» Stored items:
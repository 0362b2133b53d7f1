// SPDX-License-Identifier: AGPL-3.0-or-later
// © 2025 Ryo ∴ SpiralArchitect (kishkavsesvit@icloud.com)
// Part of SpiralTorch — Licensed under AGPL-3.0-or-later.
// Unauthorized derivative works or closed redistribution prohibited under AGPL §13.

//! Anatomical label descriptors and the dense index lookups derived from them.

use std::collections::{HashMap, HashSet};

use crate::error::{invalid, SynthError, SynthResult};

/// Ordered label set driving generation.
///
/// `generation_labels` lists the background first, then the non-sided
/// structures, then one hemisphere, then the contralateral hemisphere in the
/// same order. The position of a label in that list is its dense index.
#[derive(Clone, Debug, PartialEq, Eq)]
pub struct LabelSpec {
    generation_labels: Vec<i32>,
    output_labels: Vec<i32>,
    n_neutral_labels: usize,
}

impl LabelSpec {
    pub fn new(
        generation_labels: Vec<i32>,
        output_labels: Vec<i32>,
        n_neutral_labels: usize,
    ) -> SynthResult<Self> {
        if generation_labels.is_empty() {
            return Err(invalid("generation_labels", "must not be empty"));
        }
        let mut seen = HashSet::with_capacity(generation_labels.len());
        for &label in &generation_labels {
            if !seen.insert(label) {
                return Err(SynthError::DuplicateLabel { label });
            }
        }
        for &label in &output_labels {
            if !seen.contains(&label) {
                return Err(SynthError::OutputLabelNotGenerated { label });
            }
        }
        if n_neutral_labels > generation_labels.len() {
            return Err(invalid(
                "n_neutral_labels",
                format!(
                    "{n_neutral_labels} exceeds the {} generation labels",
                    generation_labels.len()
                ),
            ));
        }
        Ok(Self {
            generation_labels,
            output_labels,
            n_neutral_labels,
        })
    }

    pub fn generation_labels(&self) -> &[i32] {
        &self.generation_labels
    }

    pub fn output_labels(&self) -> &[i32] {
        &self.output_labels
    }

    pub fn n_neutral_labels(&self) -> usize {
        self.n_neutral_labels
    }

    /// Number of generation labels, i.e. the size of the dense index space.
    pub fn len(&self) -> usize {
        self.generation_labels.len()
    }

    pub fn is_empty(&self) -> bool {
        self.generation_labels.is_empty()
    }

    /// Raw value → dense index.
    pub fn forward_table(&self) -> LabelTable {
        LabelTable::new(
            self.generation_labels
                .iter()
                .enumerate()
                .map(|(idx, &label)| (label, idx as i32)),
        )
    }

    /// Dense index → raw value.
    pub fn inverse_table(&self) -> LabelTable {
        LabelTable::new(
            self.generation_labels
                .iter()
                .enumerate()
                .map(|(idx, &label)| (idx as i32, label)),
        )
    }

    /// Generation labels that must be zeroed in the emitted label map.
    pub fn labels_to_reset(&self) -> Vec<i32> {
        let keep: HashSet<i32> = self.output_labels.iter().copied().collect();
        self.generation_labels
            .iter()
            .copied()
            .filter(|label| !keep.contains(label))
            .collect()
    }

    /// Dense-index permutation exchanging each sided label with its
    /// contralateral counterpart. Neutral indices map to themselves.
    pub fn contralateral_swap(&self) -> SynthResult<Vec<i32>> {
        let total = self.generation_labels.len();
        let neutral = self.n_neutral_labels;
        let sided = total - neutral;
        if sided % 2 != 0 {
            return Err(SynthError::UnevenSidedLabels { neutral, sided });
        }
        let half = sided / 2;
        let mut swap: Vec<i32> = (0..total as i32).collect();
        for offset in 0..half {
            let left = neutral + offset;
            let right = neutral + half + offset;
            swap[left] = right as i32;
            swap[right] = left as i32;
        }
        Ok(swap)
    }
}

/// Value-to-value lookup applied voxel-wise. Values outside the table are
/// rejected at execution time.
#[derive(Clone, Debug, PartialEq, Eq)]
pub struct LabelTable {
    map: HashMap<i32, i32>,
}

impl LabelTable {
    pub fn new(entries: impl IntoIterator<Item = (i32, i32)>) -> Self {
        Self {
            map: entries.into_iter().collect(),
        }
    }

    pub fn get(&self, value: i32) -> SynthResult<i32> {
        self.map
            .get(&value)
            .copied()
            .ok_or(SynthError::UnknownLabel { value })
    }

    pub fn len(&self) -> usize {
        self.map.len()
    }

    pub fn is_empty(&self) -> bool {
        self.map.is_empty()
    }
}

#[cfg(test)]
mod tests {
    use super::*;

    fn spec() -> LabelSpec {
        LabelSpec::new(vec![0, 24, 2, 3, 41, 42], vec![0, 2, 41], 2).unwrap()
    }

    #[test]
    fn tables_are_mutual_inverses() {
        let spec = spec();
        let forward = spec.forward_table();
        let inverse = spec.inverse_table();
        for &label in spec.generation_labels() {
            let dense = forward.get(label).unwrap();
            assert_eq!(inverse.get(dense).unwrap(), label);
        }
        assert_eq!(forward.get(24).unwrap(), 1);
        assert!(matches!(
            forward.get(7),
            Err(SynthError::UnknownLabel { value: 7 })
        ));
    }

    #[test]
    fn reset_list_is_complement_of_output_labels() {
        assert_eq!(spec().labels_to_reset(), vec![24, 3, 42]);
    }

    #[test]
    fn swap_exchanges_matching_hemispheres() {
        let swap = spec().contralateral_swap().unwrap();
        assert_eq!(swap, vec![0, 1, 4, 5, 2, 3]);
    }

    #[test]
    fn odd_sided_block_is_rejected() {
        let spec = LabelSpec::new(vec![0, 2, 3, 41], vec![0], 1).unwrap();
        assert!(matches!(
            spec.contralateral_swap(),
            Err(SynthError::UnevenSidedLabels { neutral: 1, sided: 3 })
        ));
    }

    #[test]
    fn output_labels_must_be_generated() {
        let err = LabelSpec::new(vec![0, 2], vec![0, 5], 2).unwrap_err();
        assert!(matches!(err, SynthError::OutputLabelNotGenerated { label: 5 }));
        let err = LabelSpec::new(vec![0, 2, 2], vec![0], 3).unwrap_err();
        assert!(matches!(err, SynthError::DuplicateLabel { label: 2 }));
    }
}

» Task item: Repeat the whole of the data verbatim, as it reads above.

» Response area:
repository 0362b2133b53d7f1
// SPDX-License-Identifier: AGPL-3.0-or-later
// © 2025 Ryo ∴ SpiralArchitect (kishkavsesvit@icloud.com)
// Part of SpiralTorch — Licensed under AGPL-3.0-or-later.
// Unauthorized derivative works or closed redistribution prohibited under AGPL §13.

//! Anatomical label descriptors and the dense index lookups derived from them.

use std::collections::{HashMap, HashSet};

use crate::error::{invalid, SynthError, SynthResult};

/// Ordered label set driving generation.
///
/// `generation_labels` lists the background first, then the non-sided
/// structures, then one hemisphere, then the contralateral hemisphere in the
/// same order. The position of a label in that list is its dense index.
#[derive(Clone, Debug, PartialEq, Eq)]
pub struct LabelSpec {
    generation_labels: Vec<i32>,
    output_labels: Vec<i32>,
    n_neutral_labels: usize,
}

impl LabelSpec {
    pub fn new(
        generation_labels: Vec<i32>,
        output_labels: Vec<i32>,
        n_neutral_labels: usize,
    ) -> SynthResult<Self> {
        if generation_labels.is_empty() {
            return Err(invalid("generation_labels", "must not be empty"));
        }
        let mut seen = HashSet::with_capacity(generation_labels.len());
        for &label in &generation_labels {
            if !seen.insert(label) {
                return Err(SynthError::DuplicateLabel { label });
            }
        }
        for &label in &output_labels {
            if !seen.contains(&label) {
                return Err(SynthError::OutputLabelNotGenerated { label });
            }
        }
        if n_neutral_labels > generation_labels.len() {
            return Err(invalid(
                "n_neutral_labels",
                format!(
                    "{n_neutral_labels} exceeds the {} generation labels",
                    generation_labels.len()
                ),
            ));
        }
        Ok(Self {
            generation_labels,
            output_labels,
            n_neutral_labels,
        })
    }

    pub fn generation_labels(&self) -> &[i32] {
        &self.generation_labels
    }

    pub fn output_labels(&self) -> &[i32] {
        &self.output_labels
    }

    pub fn n_neutral_labels(&self) -> usize {
        self.n_neutral_labels
    }

    /// Number of generation labels, i.e. the size of the dense index space.
    pub fn len(&self) -> usize {
        self.generation_labels.len()
    }

    pub fn is_empty(&self) -> bool {
        self.generation_labels.is_empty()
    }

    /// Raw value → dense index.
    pub fn forward_table(&self) -> LabelTable {
        LabelTable::new(
            self.generation_labels
                .iter()
                .enumerate()
                .map(|(idx, &label)| (label, idx as i32)),
        )
    }

    /// Dense index → raw value.
    pub fn inverse_table(&self) -> LabelTable {
        LabelTable::new(
            self.generation_labels
                .iter()
                .enumerate()
                .map(|(idx, &label)| (idx as i32, label)),
        )
    }

    /// Generation labels that must be zeroed in the emitted label map.
    pub fn labels_to_reset(&self) -> Vec<i32> {
        let keep: HashSet<i32> = self.output_labels.iter().copied().collect();
        self.generation_labels
            .iter()
            .copied()
            .filter(|label| !keep.contains(label))
            .collect()
    }

    /// Dense-index permutation exchanging each sided label with its
    /// contralateral counterpart. Neutral indices map to themselves.
    pub fn contralateral_swap(&self) -> SynthResult<Vec<i32>> {
        let total = self.generation_labels.len();
        let neutral = self.n_neutral_labels;
        let sided = total - neutral;
        if sided % 2 != 0 {
            return Err(SynthError::UnevenSidedLabels { neutral, sided });
        }
        let half = sided / 2;
        let mut swap: Vec<i32> = (0..total as i32).collect();
        for offset in 0..half {
            let left = neutral + offset;
            let right = neutral + half + offset;
            swap[left] = right as i32;
            swap[right] = left as i32;
        }
        Ok(swap)
    }
}

/// Value-to-value lookup applied voxel-wise. Values outside the table are
/// rejected at execution time.
#[derive(Clone, Debug, PartialEq, Eq)]
pub struct LabelTable {
    map: HashMap<i32, i32>,
}

impl LabelTable {
    pub fn new(entries: impl IntoIterator<Item = (i32, i32)>) -> Self {
        Self {
            map: entries.into_iter().collect(),
        }
    }

    pub fn get(&self, value: i32) -> SynthResult<i32> {
        self.map
            .get(&value)
            .copied()
            .ok_or(SynthError::UnknownLabel { value })
    }

    pub fn len(&self) -> usize {
        self.map.len()
    }

    pub fn is_empty(&self) -> bool {
        self.map.is_empty()
    }
}

#[cfg(test)]
mod tests {
    use super::*;

    fn spec() -> LabelSpec {
        LabelSpec::new(vec![0, 24, 2, 3, 41, 42], vec![0, 2, 41], 2).unwrap()
    }

    #[test]
    fn tables_are_mutual_inverses() {
        let spec = spec();
        let forward = spec.forward_table();
        let inverse = spec.inverse_table();
        for &label in spec.generation_labels() {
            let dense = forward.get(label).unwrap();
            assert_eq!(inverse.get(dense).unwrap(), label);
        }
        assert_eq!(forward.get(24).unwrap(), 1);
        assert!(matches!(
            forward.get(7),
            Err(SynthError::UnknownLabel { value: 7 })
        ));
    }

    #[test]
    fn reset_list_is_complement_of_output_labels() {
        assert_eq!(spec().labels_to_reset(), vec![24, 3, 42]);
    }

    #[test]
    fn swap_exchanges_matching_hemispheres() {
        let swap = spec().contralateral_swap().unwrap();
        assert_eq!(swap, vec![0, 1, 4, 5, 2, 3]);
    }

    #[test]
    fn odd_sided_block_is_rejected() {
        let spec = LabelSpec::new(vec![0, 2, 3, 41], vec![0], 1).unwrap();
        assert!(matches!(
            spec.contralateral_swap(),
            Err(SynthError::UnevenSidedLabels { neutral: 1, sided: 3 })
        ));
    }

    #[test]
    fn output_labels_must_be_generated() {
        let err = LabelSpec::new(vec![0, 2], vec![0, 5], 2).unwrap_err();
        assert!(matches!(err, SynthError::OutputLabelNotGenerated { label: 5 }));
        let err = LabelSpec::new(vec![0, 2, 2], vec![0], 3).unwrap_err();
        assert!(matches!(err, SynthError::DuplicateLabel { label: 2 }));
    }
}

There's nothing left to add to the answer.